··· DATA

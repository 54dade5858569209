use dashmap::DashMap;
use serde::{Deserialize, Serialize};
use std::collections::{BTreeMap, HashMap, VecDeque};
use std::sync::Arc;

use super::sink::MetricSink;
use super::summary::MetricSummary;
use crate::clock::{Clock, SystemClock};
use crate::data::nest_dotted;

/// Samples retained per metric name
pub const DEFAULT_METRIC_CAPACITY: usize = 1000;

/// One numeric observation
#[derive(Debug, Clone, PartialEq, Serialize, Deserialize)]
pub struct MetricSample {
    pub name: String,
    pub value: f64,
    #[serde(default)]
    pub tags: HashMap<String, String>,
    /// Unix millis
    pub timestamp: i64,
}

/// Bounded, queryable store of recent metric observations
pub struct MetricsRegistry {
    /// Samples per metric name, oldest first
    series: DashMap<String, VecDeque<MetricSample>>,
    capacity: usize,
    clock: Arc<dyn Clock>,
    sinks: Vec<Arc<dyn MetricSink>>,
}

impl MetricsRegistry {
    pub fn new() -> Self {
        Self::with_clock(Arc::new(SystemClock))
    }

    pub fn with_clock(clock: Arc<dyn Clock>) -> Self {
        Self {
            series: DashMap::new(),
            capacity: DEFAULT_METRIC_CAPACITY,
            clock,
            sinks: Vec::new(),
        }
    }

    /// Override the per-metric retention (minimum 1)
    pub fn with_capacity(mut self, capacity: usize) -> Self {
        self.capacity = capacity.max(1);
        self
    }

    /// Forward every recorded sample to `sink`
    pub fn with_sink(mut self, sink: Arc<dyn MetricSink>) -> Self {
        self.sinks.push(sink);
        self
    }

    pub fn capacity(&self) -> usize {
        self.capacity
    }

    /// Record a sample stamped with the current time
    pub fn record(&self, name: &str, value: f64, tags: HashMap<String, String>) {
        let timestamp = self.clock.now_millis();
        self.record_sample(MetricSample {
            name: name.to_string(),
            value,
            tags,
            timestamp,
        });
    }

    /// Record a fully formed sample, evicting the oldest when over capacity
    pub fn record_sample(&self, sample: MetricSample) {
        if !sample.value.is_finite() {
            tracing::debug!(metric = %sample.name, value = sample.value, "Ignoring non-finite sample");
            return;
        }

        for sink in &self.sinks {
            if let Err(e) = sink.forward(&sample) {
                tracing::warn!(
                    sink = sink.name(),
                    metric = %sample.name,
                    error = %e,
                    "Failed to forward metric sample"
                );
            }
        }

        let mut series = self.series.entry(sample.name.clone()).or_insert_with(VecDeque::new);
        series.push_back(sample);
        while series.len() > self.capacity {
            series.pop_front();
        }
    }

    /// Aggregates for one metric, `None` if nothing has been recorded
    pub fn summarize(&self, name: &str) -> Option<MetricSummary> {
        let series = self.series.get(name)?;
        MetricSummary::from_samples(series.iter())
    }

    /// Aggregates for every known metric, keyed by name
    pub fn summarize_all(&self) -> BTreeMap<String, MetricSummary> {
        self.series
            .iter()
            .filter_map(|entry| {
                MetricSummary::from_samples(entry.value().iter())
                    .map(|summary| (entry.key().clone(), summary))
            })
            .collect()
    }

    /// Average of samples no older than `window_millis` before `now`
    pub fn window_average(&self, name: &str, window_millis: i64, now: i64) -> Option<f64> {
        let series = self.series.get(name)?;
        let cutoff = now.saturating_sub(window_millis);

        let (sum, count) = series
            .iter()
            .filter(|s| s.timestamp >= cutoff)
            .fold((0.0, 0usize), |(sum, count), s| (sum + s.value, count + 1));

        if count == 0 {
            None
        } else {
            Some(sum / count as f64)
        }
    }

    /// Retained samples for one metric, oldest first
    pub fn samples(&self, name: &str) -> Vec<MetricSample> {
        self.series
            .get(name)
            .map(|s| s.iter().cloned().collect())
            .unwrap_or_default()
    }

    /// All summaries as a nested JSON object
    ///
    /// Dotted names nest, so `"db.errors"` is reachable at path
    /// `db.errors.avg` when evaluating alert conditions.
    pub fn snapshot(&self) -> serde_json::Value {
        let mut root = serde_json::Map::new();
        for (name, summary) in self.summarize_all() {
            match serde_json::to_value(summary) {
                Ok(value) => nest_dotted(&mut root, &name, value),
                Err(e) => tracing::warn!(metric = %name, error = %e, "Failed to serialize summary"),
            }
        }
        serde_json::Value::Object(root)
    }

    pub fn metric_names(&self) -> Vec<String> {
        let mut names: Vec<String> = self.series.iter().map(|e| e.key().clone()).collect();
        names.sort();
        names
    }

    pub fn clear(&self) {
        self.series.clear();
    }
}

impl Default for MetricsRegistry {
    fn default() -> Self {
        Self::new()
    }
}
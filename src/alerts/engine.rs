//! Rule evaluation, alert history and notification dispatch

use std::collections::{HashMap, VecDeque};
use std::sync::Arc;

use parking_lot::RwLock;
use serde::Serialize;
use serde_json::json;

use super::config::{AlertCondition, AlertRule, NotificationAction, RuleError, RuleOptions, RuleUpdate};
use super::notifier::Notifier;
use super::record::{AlertRecord, AlertStats, AlertStatus, HistoryFilter, Severity};
use crate::clock::{Clock, SystemClock};
use crate::data::resolve_number;
use crate::metrics::MetricsRegistry;

/// Default cap on retained alert records
pub const DEFAULT_MAX_HISTORY: usize = 10_000;

/// Engine tuning
#[derive(Debug, Clone, Copy, PartialEq, Eq)]
pub struct EngineConfig {
    /// Oldest records are dropped once history grows past this
    pub max_history: usize,
}

impl Default for EngineConfig {
    fn default() -> Self {
        Self {
            max_history: DEFAULT_MAX_HISTORY,
        }
    }
}

/// Outcome of an operator-triggered test fire
#[derive(Debug, Clone, PartialEq, Serialize)]
pub struct TestOutcome {
    pub success: bool,
    #[serde(skip_serializing_if = "Option::is_none")]
    pub message: Option<String>,
    #[serde(skip_serializing_if = "Option::is_none")]
    pub error: Option<String>,
    #[serde(rename = "alertId", skip_serializing_if = "Option::is_none")]
    pub alert_id: Option<String>,
}

/// Rule-based alert engine
///
/// Holds rules by name, decides when they fire, keeps a bounded history of
/// fired alerts and drives each rule's notification actions. Missing,
/// disabled, cooling-down and exhausted rules are reported as `false`,
/// never as errors.
pub struct AlertEngine {
    rules: RwLock<HashMap<String, AlertRule>>,
    /// Oldest first
    history: RwLock<VecDeque<AlertRecord>>,
    notifier: Arc<dyn Notifier>,
    clock: Arc<dyn Clock>,
    /// Source of time-windowed averages
    metrics: Option<Arc<MetricsRegistry>>,
    config: EngineConfig,
}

······

> [WHAT TO DO]
Once you have identified the lines above that contain "impl", copy each of them.

> [OUTPUT FOR THIS TASK]
impl MetricsRegistry {
impl Default for MetricsRegistry {
impl Default for EngineConfig {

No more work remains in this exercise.